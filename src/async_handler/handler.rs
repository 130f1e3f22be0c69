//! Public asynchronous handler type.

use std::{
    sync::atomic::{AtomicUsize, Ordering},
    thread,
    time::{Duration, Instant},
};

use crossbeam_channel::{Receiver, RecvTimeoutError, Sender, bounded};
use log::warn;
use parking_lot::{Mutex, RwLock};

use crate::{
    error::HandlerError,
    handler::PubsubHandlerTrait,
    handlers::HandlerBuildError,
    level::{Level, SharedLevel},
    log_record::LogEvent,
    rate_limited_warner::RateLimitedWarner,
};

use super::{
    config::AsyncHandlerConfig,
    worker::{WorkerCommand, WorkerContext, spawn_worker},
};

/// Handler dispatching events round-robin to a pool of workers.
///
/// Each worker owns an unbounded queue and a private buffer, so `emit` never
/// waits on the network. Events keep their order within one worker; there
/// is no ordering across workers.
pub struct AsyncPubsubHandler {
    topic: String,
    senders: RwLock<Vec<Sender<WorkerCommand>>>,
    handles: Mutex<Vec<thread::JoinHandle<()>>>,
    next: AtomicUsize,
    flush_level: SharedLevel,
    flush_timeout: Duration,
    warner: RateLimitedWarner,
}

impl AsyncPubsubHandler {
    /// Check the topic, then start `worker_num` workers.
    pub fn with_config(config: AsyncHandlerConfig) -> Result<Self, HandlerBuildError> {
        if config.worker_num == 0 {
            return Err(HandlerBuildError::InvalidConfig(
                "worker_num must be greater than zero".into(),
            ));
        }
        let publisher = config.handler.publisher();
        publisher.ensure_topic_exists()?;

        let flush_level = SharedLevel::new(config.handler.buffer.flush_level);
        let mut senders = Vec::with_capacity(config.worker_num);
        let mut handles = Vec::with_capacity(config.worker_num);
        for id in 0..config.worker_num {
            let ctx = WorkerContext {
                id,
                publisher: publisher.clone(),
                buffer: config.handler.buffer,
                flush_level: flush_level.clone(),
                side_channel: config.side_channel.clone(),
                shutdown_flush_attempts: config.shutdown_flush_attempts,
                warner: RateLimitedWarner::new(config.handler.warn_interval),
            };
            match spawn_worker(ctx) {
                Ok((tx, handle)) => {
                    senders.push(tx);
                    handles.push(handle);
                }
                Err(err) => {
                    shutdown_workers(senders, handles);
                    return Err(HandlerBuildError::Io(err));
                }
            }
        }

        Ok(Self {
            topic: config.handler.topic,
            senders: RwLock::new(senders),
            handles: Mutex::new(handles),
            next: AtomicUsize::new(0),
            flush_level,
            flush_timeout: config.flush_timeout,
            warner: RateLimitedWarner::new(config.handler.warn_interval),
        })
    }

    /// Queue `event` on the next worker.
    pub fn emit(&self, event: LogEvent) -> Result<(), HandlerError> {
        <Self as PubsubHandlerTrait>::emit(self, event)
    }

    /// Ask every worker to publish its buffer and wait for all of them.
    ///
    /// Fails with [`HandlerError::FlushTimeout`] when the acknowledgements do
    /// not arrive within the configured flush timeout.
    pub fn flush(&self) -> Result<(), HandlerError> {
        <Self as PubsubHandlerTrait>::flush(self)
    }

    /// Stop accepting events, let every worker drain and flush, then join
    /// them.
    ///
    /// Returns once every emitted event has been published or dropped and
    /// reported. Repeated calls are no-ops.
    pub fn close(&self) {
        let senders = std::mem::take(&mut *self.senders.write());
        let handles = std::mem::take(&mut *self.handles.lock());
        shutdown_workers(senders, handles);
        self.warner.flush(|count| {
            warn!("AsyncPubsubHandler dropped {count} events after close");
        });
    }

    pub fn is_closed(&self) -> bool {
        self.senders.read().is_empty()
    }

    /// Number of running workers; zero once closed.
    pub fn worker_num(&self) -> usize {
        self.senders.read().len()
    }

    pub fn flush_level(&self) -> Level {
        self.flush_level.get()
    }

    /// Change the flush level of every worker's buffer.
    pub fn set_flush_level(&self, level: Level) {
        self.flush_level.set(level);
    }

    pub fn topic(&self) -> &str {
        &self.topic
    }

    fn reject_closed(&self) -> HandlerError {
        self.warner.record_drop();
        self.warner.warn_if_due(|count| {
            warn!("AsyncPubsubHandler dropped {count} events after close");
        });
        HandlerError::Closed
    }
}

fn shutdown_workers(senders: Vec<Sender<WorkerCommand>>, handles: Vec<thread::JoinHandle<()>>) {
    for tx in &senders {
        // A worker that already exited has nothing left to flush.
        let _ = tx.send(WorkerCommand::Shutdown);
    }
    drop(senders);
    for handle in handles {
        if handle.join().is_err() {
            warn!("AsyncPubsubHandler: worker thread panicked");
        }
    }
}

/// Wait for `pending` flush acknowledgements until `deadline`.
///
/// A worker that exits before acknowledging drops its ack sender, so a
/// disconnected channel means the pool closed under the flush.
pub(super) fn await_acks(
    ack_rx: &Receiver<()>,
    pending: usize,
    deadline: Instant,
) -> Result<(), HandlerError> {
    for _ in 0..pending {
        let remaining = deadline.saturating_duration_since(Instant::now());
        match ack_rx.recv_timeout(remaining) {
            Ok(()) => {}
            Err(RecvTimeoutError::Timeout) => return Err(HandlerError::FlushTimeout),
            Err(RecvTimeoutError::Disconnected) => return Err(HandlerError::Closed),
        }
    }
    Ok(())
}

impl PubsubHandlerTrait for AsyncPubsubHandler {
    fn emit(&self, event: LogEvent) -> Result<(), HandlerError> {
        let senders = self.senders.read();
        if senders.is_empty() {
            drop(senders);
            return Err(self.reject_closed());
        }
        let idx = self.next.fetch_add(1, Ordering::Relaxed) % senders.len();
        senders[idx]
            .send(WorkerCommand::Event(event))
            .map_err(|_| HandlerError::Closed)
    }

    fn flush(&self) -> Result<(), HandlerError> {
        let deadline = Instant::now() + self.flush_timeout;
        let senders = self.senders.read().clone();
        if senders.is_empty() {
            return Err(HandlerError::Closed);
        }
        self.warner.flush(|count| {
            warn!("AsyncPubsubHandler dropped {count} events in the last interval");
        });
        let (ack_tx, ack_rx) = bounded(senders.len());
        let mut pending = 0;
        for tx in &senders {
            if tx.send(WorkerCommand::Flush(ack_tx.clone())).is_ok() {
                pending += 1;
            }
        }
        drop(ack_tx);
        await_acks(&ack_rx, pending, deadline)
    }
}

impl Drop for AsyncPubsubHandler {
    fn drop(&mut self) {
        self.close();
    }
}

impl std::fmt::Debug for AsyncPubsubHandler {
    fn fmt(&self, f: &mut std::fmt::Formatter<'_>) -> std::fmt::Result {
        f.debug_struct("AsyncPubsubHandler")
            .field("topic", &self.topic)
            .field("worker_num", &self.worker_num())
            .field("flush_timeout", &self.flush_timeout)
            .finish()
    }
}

--

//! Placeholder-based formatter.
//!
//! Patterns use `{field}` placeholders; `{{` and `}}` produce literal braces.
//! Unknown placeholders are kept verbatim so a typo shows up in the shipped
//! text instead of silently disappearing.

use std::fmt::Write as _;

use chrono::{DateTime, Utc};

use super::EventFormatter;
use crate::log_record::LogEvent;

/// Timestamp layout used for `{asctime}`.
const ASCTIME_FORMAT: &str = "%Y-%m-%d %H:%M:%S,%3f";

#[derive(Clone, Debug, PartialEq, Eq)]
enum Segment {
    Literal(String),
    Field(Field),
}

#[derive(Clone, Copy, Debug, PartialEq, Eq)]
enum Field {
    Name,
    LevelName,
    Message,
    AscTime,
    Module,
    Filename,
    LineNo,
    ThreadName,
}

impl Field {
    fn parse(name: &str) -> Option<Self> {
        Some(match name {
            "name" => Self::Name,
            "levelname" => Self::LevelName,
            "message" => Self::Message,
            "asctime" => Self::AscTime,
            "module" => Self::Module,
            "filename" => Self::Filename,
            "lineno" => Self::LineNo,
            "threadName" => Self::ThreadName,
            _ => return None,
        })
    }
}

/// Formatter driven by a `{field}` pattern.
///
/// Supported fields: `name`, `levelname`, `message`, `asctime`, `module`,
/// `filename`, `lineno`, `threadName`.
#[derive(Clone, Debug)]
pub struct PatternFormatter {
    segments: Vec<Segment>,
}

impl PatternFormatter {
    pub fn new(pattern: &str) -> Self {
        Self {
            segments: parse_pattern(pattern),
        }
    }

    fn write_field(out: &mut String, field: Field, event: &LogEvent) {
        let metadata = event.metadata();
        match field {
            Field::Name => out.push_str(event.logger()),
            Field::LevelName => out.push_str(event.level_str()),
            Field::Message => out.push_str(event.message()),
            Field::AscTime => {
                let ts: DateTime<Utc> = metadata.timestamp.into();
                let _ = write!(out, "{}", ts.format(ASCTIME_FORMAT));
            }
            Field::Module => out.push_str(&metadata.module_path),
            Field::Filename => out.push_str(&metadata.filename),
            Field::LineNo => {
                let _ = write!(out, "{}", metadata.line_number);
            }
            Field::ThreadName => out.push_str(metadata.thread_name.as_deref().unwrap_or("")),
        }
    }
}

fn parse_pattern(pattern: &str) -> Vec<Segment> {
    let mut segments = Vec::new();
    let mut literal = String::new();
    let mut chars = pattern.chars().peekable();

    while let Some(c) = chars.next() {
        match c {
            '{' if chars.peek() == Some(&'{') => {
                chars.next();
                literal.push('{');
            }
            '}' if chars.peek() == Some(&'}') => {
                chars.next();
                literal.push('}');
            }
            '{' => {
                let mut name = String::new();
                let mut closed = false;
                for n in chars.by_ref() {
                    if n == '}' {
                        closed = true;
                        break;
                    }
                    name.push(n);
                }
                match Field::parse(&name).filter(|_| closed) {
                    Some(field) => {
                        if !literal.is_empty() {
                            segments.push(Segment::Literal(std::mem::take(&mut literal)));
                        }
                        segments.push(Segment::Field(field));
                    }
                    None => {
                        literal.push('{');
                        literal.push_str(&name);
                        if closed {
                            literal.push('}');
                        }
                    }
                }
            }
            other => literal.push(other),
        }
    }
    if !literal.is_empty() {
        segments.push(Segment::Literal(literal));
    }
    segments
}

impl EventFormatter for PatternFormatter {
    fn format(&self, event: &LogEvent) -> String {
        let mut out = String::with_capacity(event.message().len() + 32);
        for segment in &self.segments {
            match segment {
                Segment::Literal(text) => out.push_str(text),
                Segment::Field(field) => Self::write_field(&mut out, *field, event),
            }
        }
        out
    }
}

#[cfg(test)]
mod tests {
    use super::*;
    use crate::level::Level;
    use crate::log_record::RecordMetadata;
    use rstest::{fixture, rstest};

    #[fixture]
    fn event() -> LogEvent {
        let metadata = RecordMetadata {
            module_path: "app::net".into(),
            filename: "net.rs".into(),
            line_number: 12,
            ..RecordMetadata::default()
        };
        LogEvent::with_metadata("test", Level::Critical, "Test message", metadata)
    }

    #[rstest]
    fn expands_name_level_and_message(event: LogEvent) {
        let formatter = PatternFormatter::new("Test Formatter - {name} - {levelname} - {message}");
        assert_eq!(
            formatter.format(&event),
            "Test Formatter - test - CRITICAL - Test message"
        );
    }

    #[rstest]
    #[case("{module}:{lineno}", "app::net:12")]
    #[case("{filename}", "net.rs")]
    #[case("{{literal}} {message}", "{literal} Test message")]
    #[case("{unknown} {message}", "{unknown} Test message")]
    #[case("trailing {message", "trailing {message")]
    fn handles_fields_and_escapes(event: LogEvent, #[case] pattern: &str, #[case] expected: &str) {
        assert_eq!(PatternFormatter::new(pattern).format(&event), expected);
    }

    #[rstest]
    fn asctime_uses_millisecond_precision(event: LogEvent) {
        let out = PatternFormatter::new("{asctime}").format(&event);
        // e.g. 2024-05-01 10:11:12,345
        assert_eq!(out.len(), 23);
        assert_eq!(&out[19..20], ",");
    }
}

--

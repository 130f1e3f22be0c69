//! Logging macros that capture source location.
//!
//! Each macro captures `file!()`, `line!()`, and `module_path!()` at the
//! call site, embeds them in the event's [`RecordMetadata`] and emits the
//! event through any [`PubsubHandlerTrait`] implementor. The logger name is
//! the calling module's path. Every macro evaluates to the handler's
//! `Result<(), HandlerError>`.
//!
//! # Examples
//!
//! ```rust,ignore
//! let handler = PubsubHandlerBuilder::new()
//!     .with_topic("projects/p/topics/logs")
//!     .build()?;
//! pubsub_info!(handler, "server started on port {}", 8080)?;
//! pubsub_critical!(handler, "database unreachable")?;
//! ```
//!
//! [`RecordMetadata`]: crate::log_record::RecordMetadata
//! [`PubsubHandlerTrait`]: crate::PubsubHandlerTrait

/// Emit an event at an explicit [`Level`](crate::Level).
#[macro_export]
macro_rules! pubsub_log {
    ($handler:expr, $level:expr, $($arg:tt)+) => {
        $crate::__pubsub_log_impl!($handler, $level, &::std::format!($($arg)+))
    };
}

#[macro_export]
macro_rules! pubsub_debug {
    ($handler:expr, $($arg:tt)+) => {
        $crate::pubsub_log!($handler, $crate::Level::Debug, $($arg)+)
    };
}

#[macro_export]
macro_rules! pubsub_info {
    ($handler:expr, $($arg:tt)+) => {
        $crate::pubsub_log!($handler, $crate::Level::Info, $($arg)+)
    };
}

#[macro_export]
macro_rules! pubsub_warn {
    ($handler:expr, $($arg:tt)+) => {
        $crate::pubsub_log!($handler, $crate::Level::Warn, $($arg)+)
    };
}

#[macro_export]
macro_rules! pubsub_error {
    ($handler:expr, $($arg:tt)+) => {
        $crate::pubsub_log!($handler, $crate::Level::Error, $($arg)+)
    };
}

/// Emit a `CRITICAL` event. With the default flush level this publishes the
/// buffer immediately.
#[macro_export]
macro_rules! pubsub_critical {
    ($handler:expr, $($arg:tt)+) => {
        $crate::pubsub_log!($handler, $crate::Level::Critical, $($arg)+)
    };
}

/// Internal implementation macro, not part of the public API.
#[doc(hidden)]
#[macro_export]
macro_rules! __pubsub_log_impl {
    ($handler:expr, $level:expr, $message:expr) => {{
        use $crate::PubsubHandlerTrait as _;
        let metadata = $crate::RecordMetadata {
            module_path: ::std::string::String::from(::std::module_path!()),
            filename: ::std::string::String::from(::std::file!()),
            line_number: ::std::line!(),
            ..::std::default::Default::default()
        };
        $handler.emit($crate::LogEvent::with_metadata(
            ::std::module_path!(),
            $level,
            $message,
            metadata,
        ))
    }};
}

What to produce: Which lines of the data include the string "RecvTimeoutError"? Find them and copy each one.

Problem solution:
use crossbeam_channel::{Receiver, RecvTimeoutError, Sender, bounded};
            Err(RecvTimeoutError::Timeout) => return Err(HandlerError::FlushTimeout),
            Err(RecvTimeoutError::Disconnected) => return Err(HandlerError::Closed),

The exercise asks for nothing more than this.